En un pasaje de Vice, película en que el gran Christian Bale encarna al número dos de Bush, Dick Cheney, la organización Americans for Tax reform ultimaba su enésima campaña por la supresión del impuesto de sucesiones. Un estudio de opinión dio con la clave para la victoria, la lengua. Solo teniendo el dominio de las palabras puede erguirse uno victorioso en la batalla dialéctica, por lo que ya no se hablaría más del impuesto de sucesiones, sino del impuesto a la muerte, con unos resultados más que satisfactorios.

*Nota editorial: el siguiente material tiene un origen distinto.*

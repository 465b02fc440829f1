//! Sustitución de plantillas `{{ruta.en.estado}}`.
//!
//! Dos pasadas que comparten el mismo tokenizador (regex):
//! - `substitute`/`substitute_value`: reemplaza tokens resolubles por su
//!   valor y deja intactos los que no resuelven (quedan "sin resolver").
//! - `strip_unresolved`: pasada previa a cualquier llamada saliente; todo
//!   string que aún contenga `{{…}}` (solo o con texto alrededor) colapsa a
//!   `null` para no filtrar placeholders literales.

use once_cell::sync::Lazy;
use regex::Regex;
use serde_json::Value;

use crate::state::get_path;

static TEMPLATE_RE: Lazy<Regex> = Lazy::new(|| Regex::new(r"\{\{\s*([A-Za-z0-9_.\-]+)\s*\}\}").expect("regex de plantilla válida"));

/// Renderiza un valor para interpolarlo dentro de texto.
fn render_scalar(value: &Value) -> String {
    match value {
        Value::String(s) => s.clone(),
        Value::Null => String::new(),
        other => other.to_string(),
    }
}

/// Sustituye todos los tokens resolubles de `template` mirando `state`.
/// Los tokens cuya ruta no existe se conservan tal cual (sin resolver).
pub fn substitute(template: &str, state: &Value) -> String {
    TEMPLATE_RE
        .replace_all(template, |caps: &regex::Captures<'_>| {
            let path = &caps[1];
            match get_path(state, path) {
                Some(value) => render_scalar(value),
                None => caps[0].to_string(),
            }
        })
        .into_owned()
}

/// Sustitución recursiva sobre un `Value` arbitrario.
///
/// Un string que es exactamente un token (`"{{context.school_id}}"`) se
/// reemplaza por el valor tipado (número, objeto...), no por su forma en
/// texto; strings con texto alrededor se interpolan. Objetos y listas se
/// recorren; el resto pasa sin cambios.
pub fn substitute_value(value: &Value, state: &Value) -> Value {
    match value {
        Value::String(s) => {
            if let Some(caps) = TEMPLATE_RE.captures(s) {
                if caps.get(0).map(|m| m.as_str().len()) == Some(s.trim().len()) {
                    return match get_path(state, &caps[1]) {
                        Some(resolved) => resolved.clone(),
                        None => value.clone(),
                    };
                }
            }
            Value::String(substitute(s, state))
        }
        Value::Array(items) => Value::Array(items.iter().map(|v| substitute_value(v, state)).collect()),
        Value::Object(map) => {
            Value::Object(map.iter().map(|(k, v)| (k.clone(), substitute_value(v, state))).collect())
        }
        other => other.clone(),
    }
}

/// ¿Contiene el string al menos un token de plantilla?
pub fn contains_template(text: &str) -> bool {
    TEMPLATE_RE.is_match(text)
}

/// Reemplaza recursivamente todo string con `{{…}}` por `null`.
///
/// Regla de stripping: tanto el string puro-token como el que mezcla token y
/// texto colapsan enteros a `null`. Escalares no-string pasan intactos.
pub fn strip_unresolved(value: &Value) -> Value {
    match value {
        Value::String(s) if contains_template(s) => Value::Null,
        Value::Array(items) => Value::Array(items.iter().map(strip_unresolved).collect()),
        Value::Object(map) => Value::Object(map.iter().map(|(k, v)| (k.clone(), strip_unresolved(v))).collect()),
        other => other.clone(),
    }
}
//! Tipos del modelo: flujos, sesiones y pasos de ejecución.

pub mod flow;
pub mod session;
pub mod step;

pub use flow::{Connection, ConnectionSpec, Flow, FlowFilter, FlowGraph, FlowPatch, FlowSpec, Node, NodePatch, NodeSpec};
pub use session::{Interaction, NewInteraction, NewSession, Session, SessionFilter, SessionSummary, UserInput};
pub use step::{EmittedMessage, ExecutionStep, NewExecutionStep, NewTraceAccess, StepResult};
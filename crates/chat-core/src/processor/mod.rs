//! Procesadores de nodo: uno por clase, despachados por `process_node`.
//!
//! Contrato: `process(env, resolver, node, session, input) → StepResult`.
//! Los procesadores son puros respecto al store (no persisten nada); el
//! runtime aplica variables, historial, traza y transición. Los bordes con
//! efectos (HTTP, scripts, handlers internos) entran por `ProcessEnv`.

pub mod action;
pub mod composite;
pub mod condition;
pub mod message;
pub mod question;
pub mod script;
pub mod webhook;

use serde_json::json;

use crate::effects::{HttpExecutor, InternalApiHandler, ScriptExecutor};
use crate::errors::EngineError;
use crate::model::{Node, Session, StepResult, UserInput};
use chat_domain::types::{NodeType, TraceLevel};

/// Servicios con efectos disponibles durante el procesamiento de un nodo.
pub struct ProcessEnv<'a> {
    pub http: &'a dyn HttpExecutor,
    pub scripts: &'a dyn ScriptExecutor,
    pub internal: &'a dyn InternalApiHandler,
    pub trace_level: TraceLevel,
}

/// Resolución de nodos hermanos (la necesita composite para sus hijos).
pub trait NodeResolver {
    fn resolve(&self, node_id: &str) -> Result<Node, EngineError>;
}

/// Despacha al procesador de la clase del nodo.
pub fn process_node(env: &ProcessEnv<'_>,
                    resolver: &dyn NodeResolver,
                    node: &Node,
                    session: &Session,
                    input: Option<&UserInput>)
                    -> StepResult {
    match node.node_type {
        NodeType::Start => start(node),
        NodeType::Message => message::process(node, session),
        NodeType::Question => question::process(node, session, input),
        NodeType::Condition => condition::process(node, session),
        NodeType::Action => action::process(env, node, session),
        NodeType::Webhook => webhook::process(env, node, session),
        NodeType::Script => script::process(env, node, session),
        NodeType::Composite => composite::process(env, resolver, node, session),
    }
}

/// start: productor no-op; transiciona incondicionalmente por default.
fn start(node: &Node) -> StepResult {
    StepResult { details: json!({"type": "start", "node_id": node.node_id}),
                 ..StepResult::default() }
}

#[cfg(test)]
pub(crate) mod testutil {
    //! Builders compartidos por los tests de procesadores.

    use super::*;
    use chat_domain::types::{SessionStatus, TraceLevel};
    use serde_json::Value;
    use uuid::Uuid;

    pub fn session_with_state(state: Value) -> Session {
        Session { id: Uuid::new_v4(),
                  flow_id: Uuid::new_v4(),
                  user_id: None,
                  session_token: "test-token".into(),
                  current_node_id: None,
                  state,
                  info: json!({}),
                  status: SessionStatus::Active,
                  revision: 1,
                  trace_enabled: false,
                  trace_level: TraceLevel::Standard,
                  state_hash: None,
                  started_at: chrono::Utc::now(),
                  last_activity_at: chrono::Utc::now(),
                  ended_at: None }
    }

    pub fn make_node(node_id: &str, node_type: NodeType, content: Value) -> Node {
        Node { id: Uuid::new_v4(),
               flow_id: Uuid::new_v4(),
               node_id: node_id.into(),
               node_type,
               template: None,
               content,
               position: json!({"x": 0, "y": 0}),
               info: json!({}),
               created_at: chrono::Utc::now(),
               updated_at: chrono::Utc::now() }
    }

    pub fn env<'a>(http: &'a dyn HttpExecutor,
                   scripts: &'a dyn ScriptExecutor,
                   internal: &'a dyn InternalApiHandler)
                   -> ProcessEnv<'a> {
        ProcessEnv { http, scripts, internal, trace_level: TraceLevel::Standard }
    }
}
//! Bordes con efectos: HTTP saliente, ejecución de scripts y handlers
//! internos.
//!
//! El core define los contratos; `chat-adapters` aporta implementaciones
//! reales (reqwest, subproceso). Las implementaciones "Unconfigured" de este
//! módulo permiten levantar el runtime sin efectos (tests, demos) y hacen
//! explícito el fallo si un flujo los necesita.

use std::collections::BTreeMap;
use std::time::Duration;

use serde_json::{Map, Value};

use crate::errors::EngineError;
use chat_domain::types::ScriptLanguage;

/// Request HTTP ya templada y con el stripping aplicado.
#[derive(Debug, Clone)]
pub struct HttpRequestSpec {
    pub method: String,
    pub url: String,
    pub headers: BTreeMap<String, String>,
    pub query: Vec<(String, String)>,
    pub body: Option<Value>,
    pub timeout: Duration,
}

/// Respuesta observada (el ejecutor no interpreta códigos: eso es del
/// procesador).
#[derive(Debug, Clone)]
pub struct HttpResponseData {
    pub status: u16,
    pub body: Value,
    pub duration_ms: i64,
}

pub trait HttpExecutor: Send + Sync {
    fn execute(&self, request: &HttpRequestSpec) -> Result<HttpResponseData, EngineError>;
}

/// Trabajo de script listo para el sandbox.
#[derive(Debug, Clone)]
pub struct ScriptJob {
    pub code: String,
    pub language: ScriptLanguage,
    pub inputs: Map<String, Value>,
    /// URLs opacas que el ejecutor decide cómo resolver.
    pub dependencies: Vec<String>,
    pub timeout: Duration,
}

/// Resultado de una ejecución de script.
#[derive(Debug, Clone, Default)]
pub struct ScriptOutcome {
    pub outputs: Map<String, Value>,
    pub console_logs: Vec<String>,
    pub execution_time_ms: i64,
}

pub trait ScriptExecutor: Send + Sync {
    fn run(&self, job: &ScriptJob) -> Result<ScriptOutcome, EngineError>;
}

/// Handler in-process para `api_call` con `auth_type=internal`.
pub trait InternalApiHandler: Send + Sync {
    fn call(&self,
            endpoint: &str,
            method: &str,
            body: &Value,
            query: &[(String, String)])
            -> Result<Value, EngineError>;
}

/// HTTP sin configurar: todo intento es un error Remote explícito.
#[derive(Debug, Default)]
pub struct UnconfiguredHttp;

impl HttpExecutor for UnconfiguredHttp {
    fn execute(&self, request: &HttpRequestSpec) -> Result<HttpResponseData, EngineError> {
        Err(EngineError::Remote(format!("no HTTP executor configured for {} {}", request.method, request.url)))
    }
}

/// Scripts sin sandbox: error Validation explícito.
#[derive(Debug, Default)]
pub struct UnconfiguredScripts;

impl ScriptExecutor for UnconfiguredScripts {
    fn run(&self, job: &ScriptJob) -> Result<ScriptOutcome, EngineError> {
        Err(EngineError::Validation(format!("no script executor configured ({})", job.language.as_str())))
    }
}

/// Registro interno vacío.
#[derive(Debug, Default)]
pub struct NoInternalHandlers;

impl InternalApiHandler for NoInternalHandlers {
    fn call(&self, endpoint: &str, _method: &str, _body: &Value, _query: &[(String, String)]) -> Result<Value, EngineError> {
        Err(EngineError::Remote(format!("no internal handler registered for {endpoint}")))
    }
}
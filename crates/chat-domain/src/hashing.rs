//! Helpers de hashing deterministas (sha2).
//!
//! - `session_lock_key`: clave entera estable (63 bits) para advisory locks.
//! - `sample_bucket`: bucket 0..99 de un token para sampling de traza.
//! - `state_hash`: hash hex del estado serializado.
//! - `new_session_token`: token opaco url-safe para sesiones.

use sha2::{Digest, Sha256};
use uuid::Uuid;

fn sha256_bytes(input: &[u8]) -> [u8; 32] {
    let digest = Sha256::digest(input);
    digest.into()
}

fn to_hex(bytes: &[u8]) -> String {
    bytes.iter().map(|b| format!("{b:02x}")).collect()
}

/// Clave estable para `pg_advisory_lock` derivada del id de sesión.
/// Colisiones entre sesiones distintas solo serializan trabajo no
/// relacionado, así que 63 bits positivos bastan.
pub fn session_lock_key(session_id: Uuid) -> i64 {
    let digest = sha256_bytes(session_id.to_string().as_bytes());
    let mut eight = [0u8; 8];
    eight.copy_from_slice(&digest[..8]);
    (i64::from_be_bytes(eight)) & i64::MAX
}

/// Bucket determinista 0..=99 para decidir sampling (`bucket < sample_rate`).
pub fn sample_bucket(session_token: &str) -> u8 {
    let digest = sha256_bytes(session_token.as_bytes());
    let mut eight = [0u8; 8];
    eight.copy_from_slice(&digest[..8]);
    (u64::from_be_bytes(eight) % 100) as u8
}

/// Hash hex del estado serializado (para `state_hash` de la sesión).
pub fn state_hash(state: &serde_json::Value) -> String {
    to_hex(&sha256_bytes(state.to_string().as_bytes()))
}

/// Token de sesión opaco, único y url-safe (64 chars hex).
pub fn new_session_token() -> String {
    format!("{}{}", Uuid::new_v4().simple(), Uuid::new_v4().simple())
}

#[cfg(test)]
mod tests {
    use super::*;

    #[test]
    fn lock_key_is_stable_and_non_negative() {
        let id = Uuid::new_v4();
        let a = session_lock_key(id);
        let b = session_lock_key(id);
        assert_eq!(a, b);
        assert!(a >= 0);
    }

    #[test]
    fn sample_bucket_is_deterministic_and_bounded() {
        let bucket = sample_bucket("some-token");
        assert_eq!(bucket, sample_bucket("some-token"));
        assert!(bucket < 100);
    }

    #[test]
    fn session_tokens_are_url_safe_and_unique() {
        let a = new_session_token();
        let b = new_session_token();
        assert_ne!(a, b);
        assert_eq!(a.len(), 64);
        assert!(a.chars().all(|c| c.is_ascii_hexdigit()));
    }
}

Regresando al plano español, entre cohetes en conquista del espacio exterior y una élite socialista afincada en otro planeta, un inesperado giro de los acontecimientos—nótese la ironía— ha hecho que los baluartes de la progresía mediática estimen la claridad, voluntad, perspicacia del presidente Sánchez por su propuesta de amnistía, de dudosa legalidad. La puesta en práctica de este uso alternativo del derecho para reinterpretar la Constitución ha encontrado su homóloga en el campo filológico, dando un paso más que en el ejemplo de la revolución neoconservadora. Empero, no toda la culpa es del celebérrimo Conde-Pumpido y el lugarteniente Bolaños, ya se atisbaba desde una mesa de negociación entre el Gobierno y un president en víspera de la inhabilitación la forja de este neosocialismo, que introdujo tímidamente el término ‘alivio penal’ en las rotativas. Ahora, la mentira no es sinónimo de engaño o artimaña, sino que responde al sacrificio de la palabra dada en favor de la convivencia, según la lideresa matinal de la SER, Barceló. La convivencia, a su vez, ya no entronca con la capacidad de superar las diferencias en relaciones entre iguales, sino en la genuflexión del pueblo ante una aristocracia nacionalista que copa las instituciones catalanas.
La cesión, el chantaje, la segregación imbuyeron los conceptos de concordia y diálogo, vaciados de esencia para responder a los designios e intereses de un solo hombre. Todo ello tuvo efecto en la geografía del Levante septentrional: muros se alzaron, dividieron Cataluña entre ‘el pueblo catalán’—garantes de dicha concordia en esta jerga gestada en las aurículas monclovitas, el votante del PSC y sus socios, por resumir— y un grupo reaccionario, contra la convivencia, formado por aquellos que desde el inicio del Procés no tienen derecho a llamarse a sí mismos catalanes. Qué recuerdos de los turbulentos años previos a la medida de gracia, cuando solo encontrábamos loas y oraciones al honorable sedicioso Junqueras, preso en nada menos que el Guantánamo castizo. Si no tuvimos suficiente con el elogio al criminal, ahora la prensa paisana no se centra ya en la ruptura de la promesa, sino en la valentía de exponer la nueva postura, la sinceridad política, dos vocablos que no casan entre ellos, privados de sentido en el circo de la democracia española.
Para rematar el uso alternativo de la lengua, el depuesto alcalde Puente, en su habitual sorna deslenguada, consideraba la amnistía una cuestión de clase, un problema solo para aquellos que no temían del fin de mes. Acierta en esta resignificación neosocialista, efectivamente puede que sí se trate de un problema de estratificación social, pues no deja de ser un mafioso intercambio del género—que no de género— entre los verdaderos señores del puro mientras el español que levanta la persiana cada día es desconocedor o indolente del calado de la infamia. Quizá alguien, un amigo de confianza convendría en indicarle al sr. Puente que la política no es la sobremesa de sus compañeros en la cafetería del Congreso, no es patrimonio de la ‘mayoría de progreso’, sino el único reducto de defensa de la ciudadanía frente a pequeños tiranos como su aclamado líder.
La cesión, el chantaje, la segregación imbuyeron los conceptos de concordia y diálogo, vaciados de esencia para responder a los designios e intereses de un solo hombre.
El futurible Ejecutivo ha asumido esta koiné, aplicable a toda la Torre de Babel en que se han convertido las Cortes, pues precisa únicamente de desvirtuar cualquier concepto ético. Nos encontramos, evidentemente, en una deriva sofista de la realidad, donde la palabra y las palabras han perdido su valor, pero no decaigamos: mientras quede un solo ciudadano que tenga claro que la convivencia no es sumisión, la concordia no es segregación y el nacionalismo no es pluralidad, habrá un foco de esperanza entre la herrumbre moral a la que ha sido sometida España por sus gobernantes.